„Und sagen Sie nicht, es werde schon keiner eine Schneise durch Prenz-lauer Berg schlagen“

Das bleibt von der Woche Der 1. Mai geht mal wieder erstaunlich ruhig über die Bühne, das Scheitern der Länderfusion von Berlin und Brandenburg vor 20 Jahren wird einfach vergessen, die A 100 soll länger werden als gedacht, und das Gallery Weekend lockt Zehntausende Kunstfans

Ohne Stau durchs MyFest

Ruhiger Maifeiertag

Keine Action-Videos mehr, mit denen man vor den Freunden in Ulm prahlen kann

Dass es leer war auf dem MyFest, lässt sich nicht sagen, aber der Gang durch die Oranienstraße endete letzten Sonntag schlimmstenfalls im zäh fließenden Verkehr, nicht wie früher im Stau. Auch der unangemeldete Aufzug, der sich mit bis zu 5.000 Teilnehmern mitten durchs Fest zum offiziellen Auftakt der „Revolutionären 1.-Mai-Demo“ am Moritzplatz bewegte, kam ohne Probleme voran.

Im Vorfeld hatte die Polizei angekündigt, maximal 60.000 Menschen auf das Gelände zu lassen. Das gelang quasi von selbst – nur vereinzelt mussten Beamte die Zugänge zur Partymeile schließen. Viele potenzielle Gäste suchten sich offenbar aus Angst vor verschlossenen Toren andere Orte. Ein Blick auf die Menschenmassen, die sich im Görlitzer oder Treptower Park vergnügten, spricht dafür. Diejenigen die es dennoch ins Zentrum von SO36 zog, hatten angesichts weniger Bühnen und Verkaufsstände deutlich mehr Platz zur Verfügung.

Weniger los als in den vergangenen Jahren war auch auf der traditionellen 18-Uhr-Demo. Statt den zuletzt 20.000 Menschen beteiligten sich nach durchaus realistischen Schätzungen der Polizei nur etwa 13.000. Beobachter sahen den Zug dafür deutlich politischer, die Event-Touristen blieben in der Minderheit. Womöglich hat sich herumgesprochen, dass sich Berlins gefürchtetste Demo im vergangenen Jahrzehnt normalisiert hat. Die großen Krawalle sind nicht mehr zu erwarten, keine Super-Action-Videos, mit denen man vor den Freunden in Ulm prahlen kann. Nichtsdestotrotz: Die Dichte der gezückten Smart­phones am Wegesrand war enorm.

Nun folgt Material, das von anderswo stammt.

//! TTL cache of resolved video URLs, positive and negative.

use std::collections::HashMap;
use std::time::Duration;

use parking_lot::Mutex;
use tokio::time::Instant;
use url::Url;

use crate::domain::{ResolveFailure, VideoId};

/// What a probe established about a resource.
#[derive(Debug, Clone, PartialEq, Eq)]
pub enum CachedOutcome {
    /// The video exists.
    Available { fallback: bool },
    /// The server confirmed there is no video.
    Missing,
    /// A transient failure, remembered briefly so it is retried soon.
    Failed(ResolveFailure),
}

/// A cached resolution for one resource.
#[derive(Debug, Clone, PartialEq, Eq)]
pub struct VideoUrlCacheEntry {
    pub id: VideoId,
    pub url: Url,
    pub outcome: CachedOutcome,
    pub fetched_at: Instant,
    ttl: Duration,
}

impl VideoUrlCacheEntry {
    /// Whether the entry records an existing video.
    #[must_use]
    pub const fn exists(&self) -> bool {
        matches!(self.outcome, CachedOutcome::Available { .. })
    }

    fn is_fresh(&self, now: Instant) -> bool {
        now.saturating_duration_since(self.fetched_at) < self.ttl
    }
}

/// Resolved URLs keyed by video id.
///
/// Positive and "missing" results live for the full TTL; transient failures
/// live for half of it.
#[derive(Debug)]
pub struct VideoUrlCache {
    ttl: Duration,
    entries: Mutex<HashMap<VideoId, VideoUrlCacheEntry>>,
}

impl VideoUrlCache {
    #[must_use]
    pub fn new(ttl: Duration) -> Self {
        Self {
            ttl,
            entries: Mutex::new(HashMap::new()),
        }
    }

    /// Fresh entry for `id`. Expired entries are dropped on lookup.
    #[must_use]
    pub fn get(&self, id: VideoId) -> Option<VideoUrlCacheEntry> {
        let now = Instant::now();
        let mut entries = self.entries.lock();
        match entries.get(&id) {
            Some(entry) if entry.is_fresh(now) => Some(entry.clone()),
            Some(_) => {
                entries.remove(&id);
                None
            }
            None => None,
        }
    }

    /// Remember a probe outcome for `id`.
    pub fn insert(&self, id: VideoId, url: Url, outcome: CachedOutcome) {
        let ttl = match outcome {
            CachedOutcome::Failed(_) => self.ttl / 2,
            _ => self.ttl,
        };
        let entry = VideoUrlCacheEntry {
            id,
            url,
            outcome,
            fetched_at: Instant::now(),
            ttl,
        };
        self.entries.lock().insert(id, entry);
    }

    /// Drop every expired entry. Returns how many were dropped.
    pub fn purge_expired(&self) -> usize {
        let now = Instant::now();
        let mut entries = self.entries.lock();
        let before = entries.len();
        entries.retain(|_, entry| entry.is_fresh(now));
        before - entries.len()
    }

    /// Forget `id`.
    pub fn invalidate(&self, id: VideoId) {
        self.entries.lock().remove(&id);
    }

    /// Number of stored entries, expired ones included.
    #[must_use]
    pub fn len(&self) -> usize {
        self.entries.lock().len()
    }

    #[must_use]
    pub fn is_empty(&self) -> bool {
        self.len() == 0
    }

    pub fn clear(&self) {
        self.entries.lock().clear();
    }
}
//! Command-line interface definitions.
//!
//! Defines the CLI structure for the propview application using `clap`.

use std::path::PathBuf;

use clap::{Args, Parser, Subcommand};

/// Property map explorer: viewport loading and video resolution
#[derive(Parser, Debug)]
#[command(name = "propview")]
#[command(version)]
pub struct Cli {
    /// Path to the configuration file
    #[arg(short, long, global = true, default_value = "config.toml")]
    pub config: PathBuf,

    /// JSON output for scripting
    #[arg(long, global = true)]
    pub json: bool,

    /// Decrease output verbosity
    #[arg(short, long, global = true)]
    pub quiet: bool,

    #[command(subcommand)]
    pub command: Commands,
}

/// Top-level subcommands.
#[derive(Subcommand, Debug)]
pub enum Commands {
    /// Load the properties visible in a viewport
    Viewport(ViewportArgs),

    /// Resolve the video of a property
    Video(VideoArgs),

    /// Inspect configuration
    #[command(subcommand)]
    Config(ConfigCommand),
}

/// Subcommands for `propview config`.
#[derive(Subcommand, Debug)]
pub enum ConfigCommand {
    /// Display the effective configuration with defaults applied.
    Show,
    /// Validate the configuration file.
    Validate,
}

/// Arguments for `propview viewport`.
#[derive(Args, Debug)]
pub struct ViewportArgs {
    /// Northern edge (latitude)
    #[arg(long, allow_negative_numbers = true)]
    pub north: f64,

    /// Southern edge (latitude)
    #[arg(long, allow_negative_numbers = true)]
    pub south: f64,

    /// Eastern edge (longitude)
    #[arg(long, allow_negative_numbers = true)]
    pub east: f64,

    /// Western edge (longitude)
    #[arg(long, allow_negative_numbers = true)]
    pub west: f64,

    /// Show at most this many rows
    #[arg(long)]
    pub limit: Option<usize>,
}

/// Arguments for `propview video`.
#[derive(Args, Debug)]
pub struct VideoArgs {
    /// Property/resource id
    pub id: String,
}
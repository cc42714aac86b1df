//! Scripted [`PropertySource`] for loader tests.
//!
//! Each `fetch_page` pops the next scripted result; once the script is
//! exhausted it answers with an empty page.

use std::collections::VecDeque;
use std::sync::atomic::{AtomicU32, Ordering};
use std::sync::{Arc, Mutex};
use std::time::Duration;

use async_trait::async_trait;

use crate::domain::{GeoBounds, Property};
use crate::error::FetchError;
use crate::port::{PropertySource, ViewportPage, ViewportQuery};

type PageResult = Result<ViewportPage, FetchError>;

pub struct ScriptedPropertySource {
    results: Mutex<VecDeque<PageResult>>,
    queries: Mutex<Vec<ViewportQuery>>,
    delay: Duration,
    calls: Arc<AtomicU32>,
}

impl ScriptedPropertySource {
    pub fn new() -> Self {
        Self {
            results: Mutex::new(VecDeque::new()),
            queries: Mutex::new(Vec::new()),
            delay: Duration::ZERO,
            calls: Arc::new(AtomicU32::new(0)),
        }
    }

    /// Queue the result of the next unanswered call.
    pub fn respond(self, result: Result<Vec<Property>, FetchError>) -> Self {
        self.respond_page(result.map(ViewportPage::from))
    }

    /// Queue a page whose raw row count may differ from its listings.
    pub fn respond_page(self, result: PageResult) -> Self {
        self.results.lock().unwrap().push_back(result);
        self
    }

    /// Sleep this long before answering each call.
    pub fn with_delay(mut self, delay: Duration) -> Self {
        self.delay = delay;
        self
    }

    /// Number of `fetch_page` calls so far.
    pub fn calls(&self) -> u32 {
        self.calls.load(Ordering::SeqCst)
    }

    /// Page numbers requested, in call order.
    pub fn pages_requested(&self) -> Vec<u32> {
        self.queries.lock().unwrap().iter().map(|q| q.page).collect()
    }

    /// Bounds requested, in call order.
    pub fn bounds_requested(&self) -> Vec<GeoBounds> {
        self.queries.lock().unwrap().iter().map(|q| q.bounds).collect()
    }
}

impl Default for ScriptedPropertySource {
    fn default() -> Self {
        Self::new()
    }
}

#[async_trait]
impl PropertySource for ScriptedPropertySource {
    async fn fetch_page(&self, query: &ViewportQuery) -> PageResult {
        self.calls.fetch_add(1, Ordering::SeqCst);
        self.queries.lock().unwrap().push(*query);
        let result = self.results.lock().unwrap().pop_front();
        if !self.delay.is_zero() {
            tokio::time::sleep(self.delay).await;
        }
        result.unwrap_or_else(|| Ok(ViewportPage::default()))
    }
}
//! Viewport loading: cache-or-fetch decisions for the visible map region.

pub mod loader;
pub mod state;

pub use loader::{ViewportConfig, ViewportCoordinator, ViewportLoader};
pub use state::{DataOrigin, PropertySet, ViewportOutcome, ViewportState, ViewportStats};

Eine zweite Interpretation des Schwindens der Teilnehmerzahl findet sich im Streit innerhalb des Demo-Bündnisses über die Teilnahme von propalästinensischen ­Gruppen, denen etwa die ehemalige Grünen-Mitbegründerin Jutta Ditfurth Antisemitismus unterstellt. Ditfurths Partei, Ökologische Linke, hatte das Bündnis verlassen – viele eher „antideutsch“ gesinnte Linke dürften ihr gefolgt sein. Wie vehement der Streit ausgetragen wird, zeigte sich während der Demo, als Teilnehmer am Rande stehende Mitglieder der Ökologischen Linken attackierten.

Erik Peter

Eine nicht ganz so
wilde Ehe

Gescheiterte Länderfusion

Die Vorbehalte gegen ein dominierendes Berlin blieben ­letztlich zu stark

Normalerweise wird an dieser Stelle auf Ereignisse der jüngsten Woche geblickt, die nicht so schnell in Vergessenheit geraten (dürfen). Ganz selten kann es auch ein Nichtereignis in diese Kategorie schaffen: keine Randale am 1. Mai (hat nicht ganz geklappt, aber fast – siehe Text links); keine Peinlichkeit von AfD-Chefin Storch (nahe dran); und eben: Keiner erinnert sich mehr an das Scheitern der Länderfusion von Berlin und Brandenburg vor genau 20 Jahren.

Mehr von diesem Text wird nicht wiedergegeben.